### ASSIGNED TASK
Take the material below and output exactly the run of lines from the one containing "independent of how the" down to the one containing "for this field.", with both included.

=== DATA ===

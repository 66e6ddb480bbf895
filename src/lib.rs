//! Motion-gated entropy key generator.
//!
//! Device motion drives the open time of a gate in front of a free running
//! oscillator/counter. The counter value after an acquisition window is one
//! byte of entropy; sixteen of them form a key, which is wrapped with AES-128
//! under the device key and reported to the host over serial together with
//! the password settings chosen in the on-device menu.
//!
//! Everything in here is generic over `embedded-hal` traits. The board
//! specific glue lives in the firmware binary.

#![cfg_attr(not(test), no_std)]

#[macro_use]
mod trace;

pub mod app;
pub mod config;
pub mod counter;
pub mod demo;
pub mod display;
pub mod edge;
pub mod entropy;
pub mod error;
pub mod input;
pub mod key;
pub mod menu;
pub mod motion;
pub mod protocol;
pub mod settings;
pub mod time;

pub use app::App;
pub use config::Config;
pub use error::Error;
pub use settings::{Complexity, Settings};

===
=== DATA ===

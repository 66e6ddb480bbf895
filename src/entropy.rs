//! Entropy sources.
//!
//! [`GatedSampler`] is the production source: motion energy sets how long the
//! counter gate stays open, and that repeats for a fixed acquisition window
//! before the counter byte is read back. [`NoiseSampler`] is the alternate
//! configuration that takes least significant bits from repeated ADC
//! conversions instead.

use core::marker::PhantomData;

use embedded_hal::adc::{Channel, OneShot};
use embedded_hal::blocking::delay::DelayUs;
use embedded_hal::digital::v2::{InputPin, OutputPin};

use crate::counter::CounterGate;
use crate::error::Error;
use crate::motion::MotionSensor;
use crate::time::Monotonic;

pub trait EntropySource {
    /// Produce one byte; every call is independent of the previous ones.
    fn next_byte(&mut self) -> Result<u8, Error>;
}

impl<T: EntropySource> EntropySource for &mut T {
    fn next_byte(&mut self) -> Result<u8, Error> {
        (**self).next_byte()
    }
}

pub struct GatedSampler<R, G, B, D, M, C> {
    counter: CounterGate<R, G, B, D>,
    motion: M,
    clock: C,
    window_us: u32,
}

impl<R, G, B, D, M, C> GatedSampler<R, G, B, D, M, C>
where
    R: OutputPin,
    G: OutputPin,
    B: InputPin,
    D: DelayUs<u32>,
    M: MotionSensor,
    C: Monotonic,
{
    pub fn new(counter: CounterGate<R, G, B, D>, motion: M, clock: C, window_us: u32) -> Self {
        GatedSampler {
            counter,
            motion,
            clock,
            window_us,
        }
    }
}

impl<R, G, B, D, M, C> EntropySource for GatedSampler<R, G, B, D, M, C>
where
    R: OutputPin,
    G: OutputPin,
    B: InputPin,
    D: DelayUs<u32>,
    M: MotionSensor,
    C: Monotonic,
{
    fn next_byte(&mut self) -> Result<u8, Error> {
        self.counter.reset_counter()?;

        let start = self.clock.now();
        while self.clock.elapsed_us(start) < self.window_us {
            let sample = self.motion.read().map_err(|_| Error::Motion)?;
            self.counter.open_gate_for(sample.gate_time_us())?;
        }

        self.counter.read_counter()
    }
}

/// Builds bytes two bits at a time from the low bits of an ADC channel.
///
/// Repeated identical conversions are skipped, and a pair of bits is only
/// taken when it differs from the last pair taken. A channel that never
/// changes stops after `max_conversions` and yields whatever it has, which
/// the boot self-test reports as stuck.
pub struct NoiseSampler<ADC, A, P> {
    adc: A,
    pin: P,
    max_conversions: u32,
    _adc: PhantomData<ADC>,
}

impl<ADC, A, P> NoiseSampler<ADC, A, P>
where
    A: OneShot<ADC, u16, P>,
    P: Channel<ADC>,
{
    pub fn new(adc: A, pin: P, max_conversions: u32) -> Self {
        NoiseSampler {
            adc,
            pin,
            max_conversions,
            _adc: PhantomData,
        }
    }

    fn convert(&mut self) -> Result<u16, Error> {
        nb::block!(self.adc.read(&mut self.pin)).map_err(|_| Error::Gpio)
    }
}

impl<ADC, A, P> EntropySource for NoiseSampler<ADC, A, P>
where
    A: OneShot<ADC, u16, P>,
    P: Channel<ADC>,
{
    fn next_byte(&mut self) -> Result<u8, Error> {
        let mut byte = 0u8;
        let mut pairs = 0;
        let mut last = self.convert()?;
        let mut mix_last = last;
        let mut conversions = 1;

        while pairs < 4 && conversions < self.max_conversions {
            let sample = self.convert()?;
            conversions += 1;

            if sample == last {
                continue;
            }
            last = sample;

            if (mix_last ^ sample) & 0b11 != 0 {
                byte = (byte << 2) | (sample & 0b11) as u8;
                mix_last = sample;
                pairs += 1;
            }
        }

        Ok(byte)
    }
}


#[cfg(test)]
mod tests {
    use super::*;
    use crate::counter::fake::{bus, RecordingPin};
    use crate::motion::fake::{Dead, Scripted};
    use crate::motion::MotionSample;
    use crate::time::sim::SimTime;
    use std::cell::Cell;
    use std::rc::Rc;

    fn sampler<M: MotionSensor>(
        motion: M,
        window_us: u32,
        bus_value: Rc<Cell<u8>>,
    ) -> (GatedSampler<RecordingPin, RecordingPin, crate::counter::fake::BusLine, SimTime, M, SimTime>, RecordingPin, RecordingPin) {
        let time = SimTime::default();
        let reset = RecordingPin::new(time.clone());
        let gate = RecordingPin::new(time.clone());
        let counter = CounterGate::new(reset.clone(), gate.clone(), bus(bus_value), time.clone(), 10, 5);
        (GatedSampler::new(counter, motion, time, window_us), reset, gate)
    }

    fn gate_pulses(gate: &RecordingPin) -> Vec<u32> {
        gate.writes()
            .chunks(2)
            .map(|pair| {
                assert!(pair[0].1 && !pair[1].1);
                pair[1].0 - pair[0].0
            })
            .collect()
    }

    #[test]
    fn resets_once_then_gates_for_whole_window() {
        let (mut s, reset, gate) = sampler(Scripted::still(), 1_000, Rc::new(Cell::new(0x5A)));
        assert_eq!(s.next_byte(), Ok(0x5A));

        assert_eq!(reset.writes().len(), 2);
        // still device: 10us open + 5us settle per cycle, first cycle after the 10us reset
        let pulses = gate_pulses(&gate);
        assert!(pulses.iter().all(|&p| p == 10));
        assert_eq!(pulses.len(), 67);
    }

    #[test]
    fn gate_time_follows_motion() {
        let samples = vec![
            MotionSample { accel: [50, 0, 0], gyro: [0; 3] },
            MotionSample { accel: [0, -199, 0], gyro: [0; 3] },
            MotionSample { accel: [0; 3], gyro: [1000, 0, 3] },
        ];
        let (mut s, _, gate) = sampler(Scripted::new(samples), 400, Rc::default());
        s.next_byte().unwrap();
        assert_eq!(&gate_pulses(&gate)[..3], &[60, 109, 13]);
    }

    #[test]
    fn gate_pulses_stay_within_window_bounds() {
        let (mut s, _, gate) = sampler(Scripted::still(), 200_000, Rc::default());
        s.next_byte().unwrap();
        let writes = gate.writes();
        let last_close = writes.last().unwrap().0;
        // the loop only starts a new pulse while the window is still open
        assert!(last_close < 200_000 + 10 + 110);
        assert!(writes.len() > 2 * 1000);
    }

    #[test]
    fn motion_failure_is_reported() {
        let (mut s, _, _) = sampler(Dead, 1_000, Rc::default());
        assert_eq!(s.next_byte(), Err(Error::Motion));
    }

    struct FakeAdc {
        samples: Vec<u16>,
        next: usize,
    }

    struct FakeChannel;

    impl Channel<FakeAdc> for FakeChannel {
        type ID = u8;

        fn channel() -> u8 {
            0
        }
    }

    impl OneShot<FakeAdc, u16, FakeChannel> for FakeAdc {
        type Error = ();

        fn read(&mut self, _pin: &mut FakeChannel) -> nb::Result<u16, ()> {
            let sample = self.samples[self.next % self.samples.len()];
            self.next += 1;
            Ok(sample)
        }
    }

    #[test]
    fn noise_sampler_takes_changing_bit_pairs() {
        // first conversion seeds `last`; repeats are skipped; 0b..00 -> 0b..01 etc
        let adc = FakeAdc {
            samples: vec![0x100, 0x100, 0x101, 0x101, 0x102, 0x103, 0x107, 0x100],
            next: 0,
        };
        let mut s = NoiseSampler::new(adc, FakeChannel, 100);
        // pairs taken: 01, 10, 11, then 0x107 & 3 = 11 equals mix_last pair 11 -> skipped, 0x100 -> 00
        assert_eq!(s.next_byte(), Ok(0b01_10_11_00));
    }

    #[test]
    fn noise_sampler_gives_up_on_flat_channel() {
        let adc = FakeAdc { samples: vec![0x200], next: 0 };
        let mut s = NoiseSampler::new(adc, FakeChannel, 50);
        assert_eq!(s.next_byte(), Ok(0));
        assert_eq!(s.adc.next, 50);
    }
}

===
=== DATA ===

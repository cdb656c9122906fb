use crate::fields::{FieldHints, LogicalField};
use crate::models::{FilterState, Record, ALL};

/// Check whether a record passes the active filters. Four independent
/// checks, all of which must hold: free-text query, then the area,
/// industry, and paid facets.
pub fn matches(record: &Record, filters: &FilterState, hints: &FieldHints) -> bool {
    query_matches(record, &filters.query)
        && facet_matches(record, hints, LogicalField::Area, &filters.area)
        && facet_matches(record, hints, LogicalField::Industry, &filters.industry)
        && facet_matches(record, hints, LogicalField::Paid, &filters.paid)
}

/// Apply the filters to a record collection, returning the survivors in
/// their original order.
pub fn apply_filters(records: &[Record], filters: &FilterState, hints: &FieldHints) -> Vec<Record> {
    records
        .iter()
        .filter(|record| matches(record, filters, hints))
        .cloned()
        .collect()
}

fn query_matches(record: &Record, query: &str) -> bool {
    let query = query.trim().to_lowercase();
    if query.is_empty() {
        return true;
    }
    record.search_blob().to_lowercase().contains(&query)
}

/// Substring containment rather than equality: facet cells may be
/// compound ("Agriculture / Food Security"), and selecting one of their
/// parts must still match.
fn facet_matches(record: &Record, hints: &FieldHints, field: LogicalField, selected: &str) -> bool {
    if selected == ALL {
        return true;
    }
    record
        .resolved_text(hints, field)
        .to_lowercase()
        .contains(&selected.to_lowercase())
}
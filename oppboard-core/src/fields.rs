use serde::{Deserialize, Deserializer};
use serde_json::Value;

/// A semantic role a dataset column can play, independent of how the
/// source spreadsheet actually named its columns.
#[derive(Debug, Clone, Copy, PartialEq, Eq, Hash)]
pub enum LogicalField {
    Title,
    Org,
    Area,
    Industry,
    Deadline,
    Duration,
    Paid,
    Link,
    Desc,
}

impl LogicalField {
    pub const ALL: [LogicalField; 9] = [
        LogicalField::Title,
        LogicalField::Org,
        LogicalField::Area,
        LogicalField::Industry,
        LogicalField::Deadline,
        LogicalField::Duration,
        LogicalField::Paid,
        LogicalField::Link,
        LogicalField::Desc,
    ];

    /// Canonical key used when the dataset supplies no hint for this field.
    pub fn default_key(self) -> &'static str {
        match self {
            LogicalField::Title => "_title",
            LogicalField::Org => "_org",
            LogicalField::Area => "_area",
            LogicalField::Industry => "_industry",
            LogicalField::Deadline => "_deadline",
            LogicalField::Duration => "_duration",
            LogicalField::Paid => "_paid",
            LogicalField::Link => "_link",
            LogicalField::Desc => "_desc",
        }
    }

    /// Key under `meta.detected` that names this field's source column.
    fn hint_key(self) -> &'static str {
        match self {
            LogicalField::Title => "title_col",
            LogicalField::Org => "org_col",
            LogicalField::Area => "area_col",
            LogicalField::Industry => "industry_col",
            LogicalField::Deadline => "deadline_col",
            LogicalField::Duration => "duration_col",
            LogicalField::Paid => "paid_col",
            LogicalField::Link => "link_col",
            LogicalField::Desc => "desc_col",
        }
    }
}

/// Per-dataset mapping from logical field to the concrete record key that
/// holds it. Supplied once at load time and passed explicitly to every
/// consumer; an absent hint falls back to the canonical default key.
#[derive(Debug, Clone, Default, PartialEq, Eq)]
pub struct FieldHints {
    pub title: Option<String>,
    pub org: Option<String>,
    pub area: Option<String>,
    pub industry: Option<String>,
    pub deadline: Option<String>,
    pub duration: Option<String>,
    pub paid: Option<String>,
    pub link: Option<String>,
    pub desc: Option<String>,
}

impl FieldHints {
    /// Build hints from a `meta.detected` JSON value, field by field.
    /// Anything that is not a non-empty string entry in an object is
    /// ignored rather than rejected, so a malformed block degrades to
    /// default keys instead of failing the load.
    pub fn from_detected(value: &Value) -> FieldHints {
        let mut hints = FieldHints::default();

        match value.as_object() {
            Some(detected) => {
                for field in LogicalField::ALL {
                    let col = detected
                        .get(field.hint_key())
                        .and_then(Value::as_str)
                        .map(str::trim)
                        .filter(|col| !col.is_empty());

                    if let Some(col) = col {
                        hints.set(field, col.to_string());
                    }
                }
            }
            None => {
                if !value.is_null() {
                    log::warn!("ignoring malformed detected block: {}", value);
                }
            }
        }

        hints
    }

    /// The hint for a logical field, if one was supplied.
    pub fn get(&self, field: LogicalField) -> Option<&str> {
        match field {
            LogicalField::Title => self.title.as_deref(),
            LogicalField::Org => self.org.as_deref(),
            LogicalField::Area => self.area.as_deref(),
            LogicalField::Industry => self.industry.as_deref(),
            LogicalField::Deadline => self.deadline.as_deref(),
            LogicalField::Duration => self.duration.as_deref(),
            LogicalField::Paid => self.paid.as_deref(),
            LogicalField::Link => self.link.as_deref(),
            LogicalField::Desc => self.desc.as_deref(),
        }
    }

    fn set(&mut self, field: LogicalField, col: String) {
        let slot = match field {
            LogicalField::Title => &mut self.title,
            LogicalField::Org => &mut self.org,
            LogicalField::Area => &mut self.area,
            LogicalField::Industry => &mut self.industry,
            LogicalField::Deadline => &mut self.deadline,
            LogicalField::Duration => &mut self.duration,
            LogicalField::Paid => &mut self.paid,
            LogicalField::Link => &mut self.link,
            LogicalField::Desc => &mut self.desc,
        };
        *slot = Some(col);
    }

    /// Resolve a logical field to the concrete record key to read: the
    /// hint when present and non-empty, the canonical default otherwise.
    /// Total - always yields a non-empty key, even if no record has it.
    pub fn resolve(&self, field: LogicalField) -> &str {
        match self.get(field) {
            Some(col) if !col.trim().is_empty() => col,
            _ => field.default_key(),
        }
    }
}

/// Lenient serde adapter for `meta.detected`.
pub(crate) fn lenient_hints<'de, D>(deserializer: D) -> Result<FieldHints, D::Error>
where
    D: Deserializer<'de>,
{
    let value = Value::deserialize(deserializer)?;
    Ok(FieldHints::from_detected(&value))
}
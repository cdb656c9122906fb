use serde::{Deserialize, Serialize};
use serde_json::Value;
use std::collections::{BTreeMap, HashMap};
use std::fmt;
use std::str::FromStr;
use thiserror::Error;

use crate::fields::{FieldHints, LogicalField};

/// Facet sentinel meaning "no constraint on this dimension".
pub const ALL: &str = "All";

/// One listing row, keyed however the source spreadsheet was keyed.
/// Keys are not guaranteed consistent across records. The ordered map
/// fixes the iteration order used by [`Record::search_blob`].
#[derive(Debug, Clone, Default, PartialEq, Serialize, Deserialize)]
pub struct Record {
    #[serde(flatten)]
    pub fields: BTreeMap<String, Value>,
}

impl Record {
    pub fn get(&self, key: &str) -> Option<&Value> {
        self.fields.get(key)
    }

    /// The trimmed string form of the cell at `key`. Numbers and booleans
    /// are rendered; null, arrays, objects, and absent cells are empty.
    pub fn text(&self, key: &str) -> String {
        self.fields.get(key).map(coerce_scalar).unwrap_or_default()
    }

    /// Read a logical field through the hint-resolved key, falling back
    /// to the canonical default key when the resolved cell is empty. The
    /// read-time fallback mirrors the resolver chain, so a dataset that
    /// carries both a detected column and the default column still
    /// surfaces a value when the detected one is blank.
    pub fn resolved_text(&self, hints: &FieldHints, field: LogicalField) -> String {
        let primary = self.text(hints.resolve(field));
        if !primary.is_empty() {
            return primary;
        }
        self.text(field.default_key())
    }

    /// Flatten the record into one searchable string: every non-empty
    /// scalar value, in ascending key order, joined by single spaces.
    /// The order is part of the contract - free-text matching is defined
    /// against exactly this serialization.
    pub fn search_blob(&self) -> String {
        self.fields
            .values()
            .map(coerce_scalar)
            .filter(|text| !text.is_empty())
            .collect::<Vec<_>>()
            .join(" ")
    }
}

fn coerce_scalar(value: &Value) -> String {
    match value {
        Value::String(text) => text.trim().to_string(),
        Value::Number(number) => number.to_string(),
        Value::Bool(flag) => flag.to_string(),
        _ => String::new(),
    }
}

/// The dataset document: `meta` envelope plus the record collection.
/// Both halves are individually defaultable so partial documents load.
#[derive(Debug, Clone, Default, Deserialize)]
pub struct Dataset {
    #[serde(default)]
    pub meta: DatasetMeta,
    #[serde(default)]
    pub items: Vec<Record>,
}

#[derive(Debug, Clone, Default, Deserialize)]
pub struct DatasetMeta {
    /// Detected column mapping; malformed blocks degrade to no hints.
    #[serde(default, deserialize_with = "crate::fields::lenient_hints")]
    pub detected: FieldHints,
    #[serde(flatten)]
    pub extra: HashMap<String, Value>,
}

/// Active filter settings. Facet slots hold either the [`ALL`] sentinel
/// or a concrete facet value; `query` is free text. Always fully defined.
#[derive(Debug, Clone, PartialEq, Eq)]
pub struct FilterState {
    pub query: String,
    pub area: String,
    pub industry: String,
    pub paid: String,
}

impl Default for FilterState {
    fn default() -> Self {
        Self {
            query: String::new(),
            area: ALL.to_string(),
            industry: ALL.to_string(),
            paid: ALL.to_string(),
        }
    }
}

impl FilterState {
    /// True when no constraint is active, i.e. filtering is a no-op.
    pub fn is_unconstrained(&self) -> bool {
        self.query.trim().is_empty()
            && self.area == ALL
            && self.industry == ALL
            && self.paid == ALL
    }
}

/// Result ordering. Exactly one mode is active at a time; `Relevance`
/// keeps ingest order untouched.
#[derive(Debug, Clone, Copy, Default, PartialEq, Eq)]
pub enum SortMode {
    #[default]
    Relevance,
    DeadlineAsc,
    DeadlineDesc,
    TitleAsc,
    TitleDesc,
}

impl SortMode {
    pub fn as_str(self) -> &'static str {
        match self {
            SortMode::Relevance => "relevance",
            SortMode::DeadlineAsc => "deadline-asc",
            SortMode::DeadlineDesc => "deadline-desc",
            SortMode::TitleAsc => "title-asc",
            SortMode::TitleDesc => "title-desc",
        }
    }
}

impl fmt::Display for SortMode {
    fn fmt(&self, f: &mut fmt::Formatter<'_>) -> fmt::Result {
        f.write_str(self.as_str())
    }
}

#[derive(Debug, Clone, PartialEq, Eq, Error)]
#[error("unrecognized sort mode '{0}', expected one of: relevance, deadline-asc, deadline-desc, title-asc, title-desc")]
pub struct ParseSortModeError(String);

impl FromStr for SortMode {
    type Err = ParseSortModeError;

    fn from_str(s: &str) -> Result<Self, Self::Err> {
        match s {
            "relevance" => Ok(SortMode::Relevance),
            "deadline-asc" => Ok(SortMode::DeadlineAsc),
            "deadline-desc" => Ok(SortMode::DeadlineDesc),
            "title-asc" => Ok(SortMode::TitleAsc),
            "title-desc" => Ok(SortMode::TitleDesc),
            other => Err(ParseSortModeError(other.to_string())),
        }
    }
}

===

### OUTPUT FOR THIS TASK
/// A semantic role a dataset column can play, independent of how the
/// source spreadsheet actually named its columns.
#[derive(Debug, Clone, Copy, PartialEq, Eq, Hash)]
pub enum LogicalField {
    Title,
    Org,
    Area,
    Industry,
    Deadline,
    Duration,
    Paid,
    Link,
    Desc,
}

impl LogicalField {
    pub const ALL: [LogicalField; 9] = [
        LogicalField::Title,
        LogicalField::Org,
        LogicalField::Area,
        LogicalField::Industry,
        LogicalField::Deadline,
        LogicalField::Duration,
        LogicalField::Paid,
        LogicalField::Link,
        LogicalField::Desc,
    ];

    /// Canonical key used when the dataset supplies no hint for this field.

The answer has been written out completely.